**Task inputs:**
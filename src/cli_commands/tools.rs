use std::path::PathBuf;

use clap::Subcommand;

#[derive(Subcommand)]
pub(crate) enum CurlCommands {
    /// Parse a cURL command into url/method/headers/body
    Parse {
        command: String,
        /// Emit JSON
        #[arg(long)]
        json: bool,
    },
    /// Render url/method/headers/body as a cURL command
    Format {
        #[arg(long)]
        url: String,
        #[arg(short = 'X', long, default_value = "GET")]
        method: String,
        /// Header as "Name: value" (repeatable)
        #[arg(short = 'H', long = "header")]
        headers: Vec<String>,
        /// Request body
        #[arg(short = 'd', long)]
        data: Option<String>,
    },
}

#[derive(Subcommand)]
pub(crate) enum TimeCommands {
    /// Current time as unix seconds, milliseconds, and RFC 3339
    Now {
        /// Emit JSON
        #[arg(long)]
        json: bool,
    },
    /// Convert a unix timestamp (seconds or milliseconds) to dates
    ToDate {
        epoch: i64,
        /// Emit JSON
        #[arg(long)]
        json: bool,
    },
    /// Convert an RFC 3339 date to unix timestamps
    ToEpoch {
        date: String,
        /// Emit JSON
        #[arg(long)]
        json: bool,
    },
}

#[derive(Subcommand)]
pub(crate) enum JsonCommands {
    /// Pretty-print JSON from a file or stdin
    Format {
        file: Option<PathBuf>,
        /// Spaces per level (0 for compact)
        #[arg(long, default_value_t = 2)]
        indent: usize,
    },
    /// Strip all insignificant whitespace
    Minify { file: Option<PathBuf> },
    /// Check validity, reporting the parser's line and column on failure
    Validate { file: Option<PathBuf> },
}

#[derive(Subcommand)]
pub(crate) enum GzipCommands {
    /// Gzip text (or a file) and print it base64-encoded
    Compress {
        text: Option<String>,
        /// Read the input from a file instead
        #[arg(long)]
        file: Option<PathBuf>,
        /// Emit JSON
        #[arg(long)]
        json: bool,
    },
    /// Decode base64 and decompress (gzip or zlib)
    Decompress { text: String },
}
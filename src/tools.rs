pub mod case;
pub mod epoch;
pub mod gzip;
pub mod json;
pub mod jwt;
pub mod password;
pub mod status;
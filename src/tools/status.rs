use serde::Serialize;

#[derive(Clone, Copy, Debug, PartialEq, Eq, Serialize)]
#[serde(rename_all = "kebab-case")]
pub enum StatusCategory {
    Informational,
    Success,
    Redirection,
    ClientError,
    ServerError,
}

impl StatusCategory {
    pub fn as_str(&self) -> &'static str {
        match self {
            StatusCategory::Informational => "informational",
            StatusCategory::Success => "success",
            StatusCategory::Redirection => "redirection",
            StatusCategory::ClientError => "client-error",
            StatusCategory::ServerError => "server-error",
        }
    }

    pub fn from_name(name: &str) -> Option<StatusCategory> {
        match name.trim().to_lowercase().as_str() {
            "informational" => Some(StatusCategory::Informational),
            "success" => Some(StatusCategory::Success),
            "redirection" => Some(StatusCategory::Redirection),
            "client-error" => Some(StatusCategory::ClientError),
            "server-error" => Some(StatusCategory::ServerError),
            _ => None,
        }
    }
}

#[derive(Clone, Copy, Debug, Serialize)]
pub struct StatusEntry {
    pub code: u16,
    pub reason: &'static str,
    pub description: &'static str,
    pub category: StatusCategory,
}

macro_rules! entry {
    ($code:expr, $reason:expr, $description:expr, $category:ident) => {
        StatusEntry {
            code: $code,
            reason: $reason,
            description: $description,
            category: StatusCategory::$category,
        }
    };
}

pub const STATUS_TABLE: &[StatusEntry] = &[
    entry!(100, "Continue", "The server has received the request headers and the client should proceed to send the request body.", Informational),
    entry!(101, "Switching Protocols", "The requester has asked the server to switch protocols and the server has agreed to do so.", Informational),
    entry!(102, "Processing", "The server has received and is processing the request, but no response is available yet.", Informational),
    entry!(200, "OK", "The request has succeeded. The meaning of the success depends on the HTTP method.", Success),
    entry!(201, "Created", "The request has been fulfilled and resulted in a new resource being created.", Success),
    entry!(202, "Accepted", "The request has been accepted for processing, but the processing has not been completed.", Success),
    entry!(204, "No Content", "The server successfully processed the request and is not returning any content.", Success),
    entry!(206, "Partial Content", "The server is delivering only part of the resource due to a range header sent by the client.", Success),
    entry!(300, "Multiple Choices", "Indicates multiple options for the resource from which the client may choose.", Redirection),
    entry!(301, "Moved Permanently", "This and all future requests should be directed to the given URI.", Redirection),
    entry!(302, "Found", "Tells the client to look at another URL. 302 has been superseded by 303 and 307.", Redirection),
    entry!(304, "Not Modified", "Indicates that the resource has not been modified since the version specified by the request headers.", Redirection),
    entry!(307, "Temporary Redirect", "The request should be repeated with another URI; however, future requests should still use the original URI.", Redirection),
    entry!(308, "Permanent Redirect", "The request and all future requests should be repeated using another URI.", Redirection),
    entry!(400, "Bad Request", "The server cannot or will not process the request due to an apparent client error.", ClientError),
    entry!(401, "Unauthorized", "Similar to 403 Forbidden, but specifically for use when authentication is required and has failed or has not yet been provided.", ClientError),
    entry!(403, "Forbidden", "The request was valid, but the server is refusing action. The user might not have the necessary permissions.", ClientError),
    entry!(404, "Not Found", "The requested resource could not be found but may be available in the future.", ClientError),
    entry!(405, "Method Not Allowed", "A request method is not supported for the requested resource.", ClientError),
    entry!(409, "Conflict", "Indicates that the request could not be processed because of conflict in the request.", ClientError),
    entry!(410, "Gone", "Indicates that the resource requested is no longer available and will not be available again.", ClientError),
    entry!(422, "Unprocessable Entity", "The request was well-formed but was unable to be followed due to semantic errors.", ClientError),
    entry!(429, "Too Many Requests", "The user has sent too many requests in a given amount of time.", ClientError),
    entry!(500, "Internal Server Error", "A generic error message, given when an unexpected condition was encountered.", ServerError),
    entry!(501, "Not Implemented", "The server either does not recognize the request method, or it lacks the ability to fulfill the request.", ServerError),
    entry!(502, "Bad Gateway", "The server was acting as a gateway or proxy and received an invalid response from the upstream server.", ServerError),
    entry!(503, "Service Unavailable", "The server is currently unavailable (because it is overloaded or down for maintenance).", ServerError),
    entry!(504, "Gateway Timeout", "The server was acting as a gateway or proxy and did not receive a timely response from the upstream server.", ServerError),
];

pub fn lookup(code: u16) -> Option<&'static StatusEntry> {
    STATUS_TABLE.iter().find(|entry| entry.code == code)
}

pub fn by_category(category: StatusCategory) -> Vec<&'static StatusEntry> {
    STATUS_TABLE
        .iter()
        .filter(|entry| entry.category == category)
        .collect()
}

/// Case-insensitive substring search over code, reason, and description.
pub fn search(term: &str) -> Vec<&'static StatusEntry> {
    let term = term.trim().to_lowercase();
    STATUS_TABLE
        .iter()
        .filter(|entry| {
            entry.code.to_string().contains(&term)
                || entry.reason.to_lowercase().contains(&term)
                || entry.description.to_lowercase().contains(&term)
        })
        .collect()
}

#[cfg(test)]
mod tests {
    use super::*;

    #[test]
    fn lookup_by_code() {
        let entry = lookup(404).unwrap();
        assert_eq!(entry.reason, "Not Found");
        assert_eq!(entry.category, StatusCategory::ClientError);
        assert!(lookup(418).is_none());
    }

    #[test]
    fn category_filter() {
        let redirects = by_category(StatusCategory::Redirection);
        assert_eq!(redirects.len(), 6);
        assert!(redirects.iter().all(|e| (300..400).contains(&e.code)));
    }

    #[test]
    fn substring_search() {
        let hits = search("gateway");
        let codes: Vec<u16> = hits.iter().map(|e| e.code).collect();
        assert_eq!(codes, vec![502, 504]);
        assert_eq!(search("30").len(), 6);
    }
}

**Task details:**
Print out every record, character for character.

**Response below:**
filename src/cli_commands/tools.rs
use std::path::PathBuf;

use clap::Subcommand;

#[derive(Subcommand)]
pub(crate) enum CurlCommands {
    /// Parse a cURL command into url/method/headers/body
    Parse {
        command: String,
        /// Emit JSON
        #[arg(long)]
        json: bool,
    },
    /// Render url/method/headers/body as a cURL command
    Format {
        #[arg(long)]
        url: String,
        #[arg(short = 'X', long, default_value = "GET")]
        method: String,
        /// Header as "Name: value" (repeatable)
        #[arg(short = 'H', long = "header")]
        headers: Vec<String>,
        /// Request body
        #[arg(short = 'd', long)]
        data: Option<String>,
    },
}

#[derive(Subcommand)]
pub(crate) enum TimeCommands {
    /// Current time as unix seconds, milliseconds, and RFC 3339
    Now {
        /// Emit JSON
        #[arg(long)]
        json: bool,
    },
    /// Convert a unix timestamp (seconds or milliseconds) to dates
    ToDate {
        epoch: i64,
        /// Emit JSON
        #[arg(long)]
        json: bool,
    },
    /// Convert an RFC 3339 date to unix timestamps
    ToEpoch {
        date: String,
        /// Emit JSON
        #[arg(long)]
        json: bool,
    },
}

#[derive(Subcommand)]
pub(crate) enum JsonCommands {
    /// Pretty-print JSON from a file or stdin
    Format {
        file: Option<PathBuf>,
        /// Spaces per level (0 for compact)
        #[arg(long, default_value_t = 2)]
        indent: usize,
    },
    /// Strip all insignificant whitespace
    Minify { file: Option<PathBuf> },
    /// Check validity, reporting the parser's line and column on failure
    Validate { file: Option<PathBuf> },
}

#[derive(Subcommand)]
pub(crate) enum GzipCommands {
    /// Gzip text (or a file) and print it base64-encoded
    Compress {
        text: Option<String>,
        /// Read the input from a file instead
        #[arg(long)]
        file: Option<PathBuf>,
        /// Emit JSON
        #[arg(long)]
        json: bool,
    },
    /// Decode base64 and decompress (gzip or zlib)
    Decompress { text: String },
}
filename src/tools.rs
pub mod case;
pub mod epoch;
pub mod gzip;
pub mod json;
pub mod jwt;
pub mod password;
pub mod status;
filename src/tools/status.rs
use serde::Serialize;

#[derive(Clone, Copy, Debug, PartialEq, Eq, Serialize)]
#[serde(rename_all = "kebab-case")]
pub enum StatusCategory {
    Informational,
    Success,
    Redirection,
    ClientError,
    ServerError,
}

impl StatusCategory {
    pub fn as_str(&self) -> &'static str {
        match self {
            StatusCategory::Informational => "informational",
            StatusCategory::Success => "success",
            StatusCategory::Redirection => "redirection",
            StatusCategory::ClientError => "client-error",
            StatusCategory::ServerError => "server-error",
        }
    }

    pub fn from_name(name: &str) -> Option<StatusCategory> {
        match name.trim().to_lowercase().as_str() {
            "informational" => Some(StatusCategory::Informational),
            "success" => Some(StatusCategory::Success),
            "redirection" => Some(StatusCategory::Redirection),
            "client-error" => Some(StatusCategory::ClientError),
            "server-error" => Some(StatusCategory::ServerError),
            _ => None,
        }
    }
}

#[derive(Clone, Copy, Debug, Serialize)]
pub struct StatusEntry {
    pub code: u16,
    pub reason: &'static str,
    pub description: &'static str,
    pub category: StatusCategory,
}

macro_rules! entry {
    ($code:expr, $reason:expr, $description:expr, $category:ident) => {
        StatusEntry {
            code: $code,
            reason: $reason,
            description: $description,
            category: StatusCategory::$category,
        }
    };
}

pub const STATUS_TABLE: &[StatusEntry] = &[
    entry!(100, "Continue", "The server has received the request headers and the client should proceed to send the request body.", Informational),
    entry!(101, "Switching Protocols", "The requester has asked the server to switch protocols and the server has agreed to do so.", Informational),
    entry!(102, "Processing", "The server has received and is processing the request, but no response is available yet.", Informational),
    entry!(200, "OK", "The request has succeeded. The meaning of the success depends on the HTTP method.", Success),
    entry!(201, "Created", "The request has been fulfilled and resulted in a new resource being created.", Success),
    entry!(202, "Accepted", "The request has been accepted for processing, but the processing has not been completed.", Success),
    entry!(204, "No Content", "The server successfully processed the request and is not returning any content.", Success),
    entry!(206, "Partial Content", "The server is delivering only part of the resource due to a range header sent by the client.", Success),
    entry!(300, "Multiple Choices", "Indicates multiple options for the resource from which the client may choose.", Redirection),
    entry!(301, "Moved Permanently", "This and all future requests should be directed to the given URI.", Redirection),
    entry!(302, "Found", "Tells the client to look at another URL. 302 has been superseded by 303 and 307.", Redirection),
    entry!(304, "Not Modified", "Indicates that the resource has not been modified since the version specified by the request headers.", Redirection),
    entry!(307, "Temporary Redirect", "The request should be repeated with another URI; however, future requests should still use the original URI.", Redirection),
    entry!(308, "Permanent Redirect", "The request and all future requests should be repeated using another URI.", Redirection),
    entry!(400, "Bad Request", "The server cannot or will not process the request due to an apparent client error.", ClientError),
    entry!(401, "Unauthorized", "Similar to 403 Forbidden, but specifically for use when authentication is required and has failed or has not yet been provided.", ClientError),
    entry!(403, "Forbidden", "The request was valid, but the server is refusing action. The user might not have the necessary permissions.", ClientError),
    entry!(404, "Not Found", "The requested resource could not be found but may be available in the future.", ClientError),
    entry!(405, "Method Not Allowed", "A request method is not supported for the requested resource.", ClientError),
    entry!(409, "Conflict", "Indicates that the request could not be processed because of conflict in the request.", ClientError),
    entry!(410, "Gone", "Indicates that the resource requested is no longer available and will not be available again.", ClientError),
    entry!(422, "Unprocessable Entity", "The request was well-formed but was unable to be followed due to semantic errors.", ClientError),
    entry!(429, "Too Many Requests", "The user has sent too many requests in a given amount of time.", ClientError),
    entry!(500, "Internal Server Error", "A generic error message, given when an unexpected condition was encountered.", ServerError),
    entry!(501, "Not Implemented", "The server either does not recognize the request method, or it lacks the ability to fulfill the request.", ServerError),
    entry!(502, "Bad Gateway", "The server was acting as a gateway or proxy and received an invalid response from the upstream server.", ServerError),
    entry!(503, "Service Unavailable", "The server is currently unavailable (because it is overloaded or down for maintenance).", ServerError),
    entry!(504, "Gateway Timeout", "The server was acting as a gateway or proxy and did not receive a timely response from the upstream server.", ServerError),
];

pub fn lookup(code: u16) -> Option<&'static StatusEntry> {
    STATUS_TABLE.iter().find(|entry| entry.code == code)
}

pub fn by_category(category: StatusCategory) -> Vec<&'static StatusEntry> {
    STATUS_TABLE
        .iter()
        .filter(|entry| entry.category == category)
        .collect()
}

/// Case-insensitive substring search over code, reason, and description.
pub fn search(term: &str) -> Vec<&'static StatusEntry> {
    let term = term.trim().to_lowercase();
    STATUS_TABLE
        .iter()
        .filter(|entry| {
            entry.code.to_string().contains(&term)
                || entry.reason.to_lowercase().contains(&term)
                || entry.description.to_lowercase().contains(&term)
        })
        .collect()
}

#[cfg(test)]
mod tests {
    use super::*;

    #[test]
    fn lookup_by_code() {
        let entry = lookup(404).unwrap();
        assert_eq!(entry.reason, "Not Found");
        assert_eq!(entry.category, StatusCategory::ClientError);
        assert!(lookup(418).is_none());
    }

    #[test]
    fn category_filter() {
        let redirects = by_category(StatusCategory::Redirection);
        assert_eq!(redirects.len(), 6);
        assert!(redirects.iter().all(|e| (300..400).contains(&e.code)));
    }

    #[test]
    fn substring_search() {
        let hits = search("gateway");
        let codes: Vec<u16> = hits.iter().map(|e| e.code).collect();
        assert_eq!(codes, vec![502, 504]);
        assert_eq!(search("30").len(), 6);
    }
}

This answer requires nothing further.